El triunfo de la Roma en el campo del Lecce no ha servido para calmar los ánimos de Gian Piero Gasperini. Al contrario. El técnico decidió no comparecer ante los medios tras el partido disputado en el Via del Mare, un silencio elocuente que refleja el profundo malestar que atraviesa el entrenador por la gestión del mercado de fichajes.
Aunque no hubo una explicación oficial, en Trigoria nadie duda de que el enfado de Gasperini está directamente relacionado con los retrasos en la llegada de refuerzos, escribe hoy Lorenzo Pes, de Il Tempo. El entrenador esperaba incorporaciones clave a comienzos de mes, pero el tiempo ha pasado sin que la plantilla se refuerce como él considera necesario. Una situación especialmente delicada si se tiene en cuenta que ha tenido que preparar partidos sin hasta nueve futbolistas disponibles.
La tensión no es nueva. Tras la dura visita a Bérgamo, se produjo un primer enfrentamiento acalorado entre el director deportivo, Frederic Massara, y el técnico, seguido de una llamada con la propiedad el lunes por la mañana. El viaje a Lecce sirvió únicamente para aplazar un debate que está lejos de resolverse.
Este miércoles está previsto un cara a cara clave entre Gasperini y la propiedad, con los Friedkin presentes en Trigoria para escuchar de primera mano las exigencias de un entrenador que en junio apostó por el proyecto giallorosso firmando un contrato por tres temporadas. El técnico piamontés insistirá en la necesidad de acelerar las operaciones de mercado, especialmente en la parcela ofensiva, donde considera inaceptables los prolongados tiempos de negociación.

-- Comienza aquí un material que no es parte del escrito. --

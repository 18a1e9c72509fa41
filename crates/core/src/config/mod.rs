//! Configuration loading and management.
//!
//! This module provides functionality to load the `.localpipe/` project
//! configuration and the environment files selected at `env-check`.

pub mod env;
pub mod error;
pub mod loader;
pub mod models;

pub use env::{load_env_file, select_env_file};
pub use error::{ConfigError, ConfigResult};
pub use loader::load_config;
pub use models::AppConfig;
//! The deploy step: git operations with bounded retry, then one record.

use crate::deploy::store::{DeploymentStateStore, StoreResult};
use crate::logging::{LogLevel, LogRecord};
use crate::steps::{CommandRunner, StepContext};
use chrono::Utc;
use lp_protocol::config_models::DeployCommands;
use lp_protocol::deployment_models::{CurrentDeployment, DeploymentRecord, DeploymentStatus};
use std::time::Duration;
use tokio::time::Instant;
use uuid::Uuid;

/// Exit code of `localpipe deploy` when the deployment failed. Kept
/// outside the pipeline's 0-5 range so the two contracts never collide.
pub const DEPLOY_FAILURE_EXIT_CODE: i32 = 6;

pub const DEFAULT_MAX_ATTEMPTS: u32 = 3;
pub const DEFAULT_BACKOFF: Duration = Duration::from_secs(2);

const UNKNOWN_COMMIT: &str = "unknown";

/// Result of a deploy: the attempt as recorded and the full record after it.
#[derive(Debug, Clone)]
pub struct DeployReport {
    pub deployment: CurrentDeployment,
    pub record: DeploymentRecord,
}

impl DeployReport {
    pub fn succeeded(&self) -> bool {
        self.deployment.status == DeploymentStatus::Success
    }

    pub fn exit_code(&self) -> i32 {
        if self.succeeded() {
            0
        } else {
            DEPLOY_FAILURE_EXIT_CODE
        }
    }
}

pub struct DeployStep {
    commands: DeployCommands,
    commit: Option<String>,
    store: DeploymentStateStore,
    max_attempts: u32,
    backoff: Duration,
}

impl DeployStep {
    pub fn new(commands: DeployCommands, store: DeploymentStateStore) -> Self {
        Self {
            commands,
            commit: None,
            store,
            max_attempts: DEFAULT_MAX_ATTEMPTS,
            backoff: DEFAULT_BACKOFF,
        }
    }

    /// Deploy this commit instead of resolving it with `commit_command`.
    pub fn with_commit(mut self, commit: Option<String>) -> Self {
        self.commit = commit;
        self
    }

    pub fn with_max_attempts(mut self, max_attempts: u32) -> Self {
        self.max_attempts = max_attempts.max(1);
        self
    }

    pub fn with_backoff(mut self, backoff: Duration) -> Self {
        self.backoff = backoff;
        self
    }

    /// Run the deployment and record its terminal outcome exactly once.
    ///
    /// Only an unusable state file is an error; a failed deployment is a
    /// successful call with a failure status. The state file is read before
    /// any command runs, so a corrupt record never hides a real push.
    pub async fn execute(&self, ctx: &StepContext) -> StoreResult<DeployReport> {
        let started = Instant::now();
        if let Err(err) = self.store.load() {
            ctx.logger.error("deploy", format!("{err}, not deploying"));
            return Err(err);
        }
        let deployment_id = Uuid::new_v4();

        let (commit_sha, attempts, status) = match self.resolve_commit(ctx).await {
            Some(commit_sha) => {
                let (attempts, status) = self.run_git_operations(ctx).await;
                (commit_sha, attempts, status)
            }
            None => (UNKNOWN_COMMIT.to_string(), 0, DeploymentStatus::Failure),
        };

        let deployment = CurrentDeployment {
            deployment_id,
            timestamp: Utc::now(),
            commit_sha,
            status,
            git_operations_attempts: attempts,
        };
        let record = self.store.record(&deployment)?;

        let message = match status {
            DeploymentStatus::Success => format!(
                "deployed {} as {} after {} attempt(s)",
                deployment.commit_sha, deployment.deployment_id, attempts
            ),
            DeploymentStatus::Failure => format!(
                "deployment {} of {} failed after {} attempt(s)",
                deployment.deployment_id, deployment.commit_sha, attempts
            ),
        };
        let (level, code) = match status {
            DeploymentStatus::Success => (LogLevel::Success, 0),
            DeploymentStatus::Failure => (LogLevel::Error, DEPLOY_FAILURE_EXIT_CODE),
        };
        ctx.logger.emit(
            LogRecord::new(level, "deploy", message)
                .with_duration(started.elapsed())
                .with_exit_code(code)
                .with_source(crate::source_context!()),
        );

        Ok(DeployReport { deployment, record })
    }

    async fn resolve_commit(&self, ctx: &StepContext) -> Option<String> {
        if let Some(commit) = self.commit.as_deref().map(str::trim) {
            if !commit.is_empty() {
                return Some(commit.to_string());
            }
        }

        let output = CommandRunner::run(&self.commands.commit_command, ctx).await;
        let sha = output
            .output_lossy()
            .lines()
            .map(str::trim)
            .rfind(|line| !line.is_empty())
            .map(str::to_string);

        match (output.is_success(), sha) {
            (true, Some(sha)) => Some(sha),
            _ => {
                ctx.logger.error(
                    "deploy",
                    format!(
                        "could not resolve commit with '{}' (exit code {})",
                        self.commands.commit_command, output.exit_code
                    ),
                );
                None
            }
        }
    }

    /// Run the configured git operations, retrying the whole sequence.
    /// Returns the number of attempts made and the final status.
    async fn run_git_operations(&self, ctx: &StepContext) -> (u32, DeploymentStatus) {
        // Nothing was deployed, so the rollback target must not move.
        if self.commands.git_operations.is_empty() {
            ctx.logger.error("deploy", "no git operations configured");
            return (0, DeploymentStatus::Failure);
        }

        for attempt in 1..=self.max_attempts {
            match self.run_sequence(ctx).await {
                Ok(()) => return (attempt, DeploymentStatus::Success),
                Err((operation, exit_code)) => {
                    ctx.logger.warn(
                        "deploy",
                        format!(
                            "git operation '{operation}' failed with exit code {exit_code} (attempt {attempt}/{})",
                            self.max_attempts
                        ),
                    );
                }
            }
            if attempt < self.max_attempts && !self.backoff.is_zero() {
                tokio::time::sleep(self.backoff).await;
            }
        }

        (self.max_attempts, DeploymentStatus::Failure)
    }

    async fn run_sequence(&self, ctx: &StepContext) -> Result<(), (String, i32)> {
        for operation in &self.commands.git_operations {
            let output = CommandRunner::run(operation, ctx).await;
            if !output.is_success() {
                return Err((operation.clone(), output.exit_code));
            }
        }
        Ok(())
    }
}

#[cfg(test)]
mod tests {
    use super::*;
    use crate::deploy::store::StoreError;
    use crate::logging::StructuredLogger;
    use std::sync::Arc;

    fn ctx(dir: &std::path::Path) -> StepContext {
        StepContext::new(dir, Arc::new(StructuredLogger::new("run-test")))
    }

    fn commands(operations: &[&str]) -> DeployCommands {
        DeployCommands {
            git_operations: operations.iter().map(|op| op.to_string()).collect(),
            commit_command: "echo 0123abcd".to_string(),
        }
    }

    #[tokio::test]
    async fn test_successful_deploy_is_recorded() {
        let dir = tempfile::tempdir().unwrap();
        let store = DeploymentStateStore::new(dir.path().join("state.json"));
        let step = DeployStep::new(commands(&["true", "true"]), store).with_backoff(Duration::ZERO);

        let report = step.execute(&ctx(dir.path())).await.unwrap();

        assert!(report.succeeded());
        assert_eq!(report.exit_code(), 0);
        assert_eq!(report.deployment.commit_sha, "0123abcd");
        assert_eq!(report.deployment.git_operations_attempts, 1);
        assert_eq!(
            report.record.last_known_good.unwrap().deployment_id,
            report.deployment.deployment_id
        );
    }

    #[tokio::test]
    async fn test_transient_failure_is_retried() {
        let dir = tempfile::tempdir().unwrap();
        let store = DeploymentStateStore::new(dir.path().join("state.json"));
        // Fails until the marker exists; the first attempt creates it.
        let flaky = "if [ -f pushed ]; then true; else touch pushed; false; fi";
        let step = DeployStep::new(commands(&[flaky]), store).with_backoff(Duration::ZERO);

        let report = step.execute(&ctx(dir.path())).await.unwrap();

        assert!(report.succeeded());
        assert_eq!(report.deployment.git_operations_attempts, 2);
    }

    #[tokio::test]
    async fn test_persistent_failure_keeps_last_known_good() {
        let dir = tempfile::tempdir().unwrap();
        let path = dir.path().join("state.json");
        let ctx = ctx(dir.path());

        let good = DeployStep::new(commands(&["true"]), DeploymentStateStore::new(&path))
            .execute(&ctx)
            .await
            .unwrap();

        let bad = DeployStep::new(commands(&["exit 1"]), DeploymentStateStore::new(&path))
            .with_commit(Some("feedbeef".to_string()))
            .with_backoff(Duration::ZERO)
            .execute(&ctx)
            .await
            .unwrap();

        assert!(!bad.succeeded());
        assert_eq!(bad.exit_code(), DEPLOY_FAILURE_EXIT_CODE);
        assert_eq!(bad.deployment.git_operations_attempts, DEFAULT_MAX_ATTEMPTS);
        assert_eq!(bad.deployment.commit_sha, "feedbeef");
        assert_eq!(
            bad.record.last_known_good.unwrap().deployment_id,
            good.deployment.deployment_id
        );

        let retry_warnings = ctx
            .logger
            .entries()
            .iter()
            .filter(|e| e.level == LogLevel::Warn && e.step == "deploy")
            .count();
        assert_eq!(retry_warnings, 3);
    }

    #[tokio::test]
    async fn test_unresolvable_commit_fails_without_git_operations() {
        let dir = tempfile::tempdir().unwrap();
        let store = DeploymentStateStore::new(dir.path().join("state.json"));
        let mut commands = commands(&["touch should-not-exist"]);
        commands.commit_command = "exit 128".to_string();

        let report = DeployStep::new(commands, store)
            .execute(&ctx(dir.path()))
            .await
            .unwrap();

        assert!(!report.succeeded());
        assert_eq!(report.deployment.commit_sha, "unknown");
        assert_eq!(report.deployment.git_operations_attempts, 0);
        assert!(!dir.path().join("should-not-exist").exists());
    }

    #[tokio::test]
    async fn test_corrupt_state_file_stops_before_git_operations() {
        let dir = tempfile::tempdir().unwrap();
        let path = dir.path().join("state.json");
        std::fs::write(&path, "{ not json").unwrap();

        let result = DeployStep::new(commands(&["touch pushed"]), DeploymentStateStore::new(&path))
            .execute(&ctx(dir.path()))
            .await;

        assert!(matches!(result, Err(StoreError::Parse { .. })));
        assert!(!dir.path().join("pushed").exists());
        assert_eq!(std::fs::read_to_string(&path).unwrap(), "{ not json");
    }

    #[tokio::test]
    async fn test_empty_git_operations_keep_last_known_good() {
        let dir = tempfile::tempdir().unwrap();
        let path = dir.path().join("state.json");
        let ctx = ctx(dir.path());

        let good = DeployStep::new(commands(&["true"]), DeploymentStateStore::new(&path))
            .execute(&ctx)
            .await
            .unwrap();
        let empty = DeployStep::new(commands(&[]), DeploymentStateStore::new(&path))
            .execute(&ctx)
            .await
            .unwrap();

        assert!(!empty.succeeded());
        assert_eq!(empty.exit_code(), DEPLOY_FAILURE_EXIT_CODE);
        assert_eq!(empty.deployment.git_operations_attempts, 0);
        assert_eq!(
            empty.record.last_known_good.unwrap().deployment_id,
            good.deployment.deployment_id
        );
    }

    #[tokio::test(start_paused = true)]
    async fn test_backoff_between_attempts() {
        let dir = tempfile::tempdir().unwrap();
        let store = DeploymentStateStore::new(dir.path().join("state.json"));
        let step = DeployStep::new(commands(&["exit 1"]), store)
            .with_commit(Some("abc".to_string()))
            .with_max_attempts(2)
            .with_backoff(Duration::from_secs(30));

        let before = Instant::now();
        let report = step.execute(&ctx(dir.path())).await.unwrap();

        assert_eq!(report.deployment.git_operations_attempts, 2);
        assert!(before.elapsed() >= Duration::from_secs(30));
    }
}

Gasperini ya había señalado tras el mercado estival las carencias de la plantilla, y con el paso de las semanas la relación con Massara se ha ido deteriorando. Ahora, la pelota está en el tejado de la propiedad, llamada a intervenir para reconducir la situación, posiblemente autorizando un mayor margen económico que permita cerrar fichajes con mayor rapidez.
Mientras tanto, el director deportivo continúa trabajando en las opciones para el ataque. El nombre que más fuerza cobra es el de Giacomo Raspadori, actualmente con el Atlético de Madrid disputando la Supercopa. El jugador mantiene en suspenso su respuesta definitiva, aunque Massara no tiene intención de abandonar la operación y espera resolverla —para bien o para mal— antes de que finalice la semana. La última palabra, como siempre, la tendrá el futbolista, que en el Atlético parece no contar con un futuro claro.
Más cautela rodea el caso de Joshua Zirkzee. El acuerdo no está descartado, pero todo dependerá de la decisión del nuevo entrenador del Manchester United. Si opta por apostar por el delantero neerlandés, la operación podría complicarse, pese a que actualmente se encuentra muy cerca de cerrarse.
La Roma vive días de tensión interna. El mercado, más que los resultados, marca el pulso del presente inmediato del club, y la reunión entre Gasperini y la propiedad será determinante para definir el rumbo del proyecto giallorosso.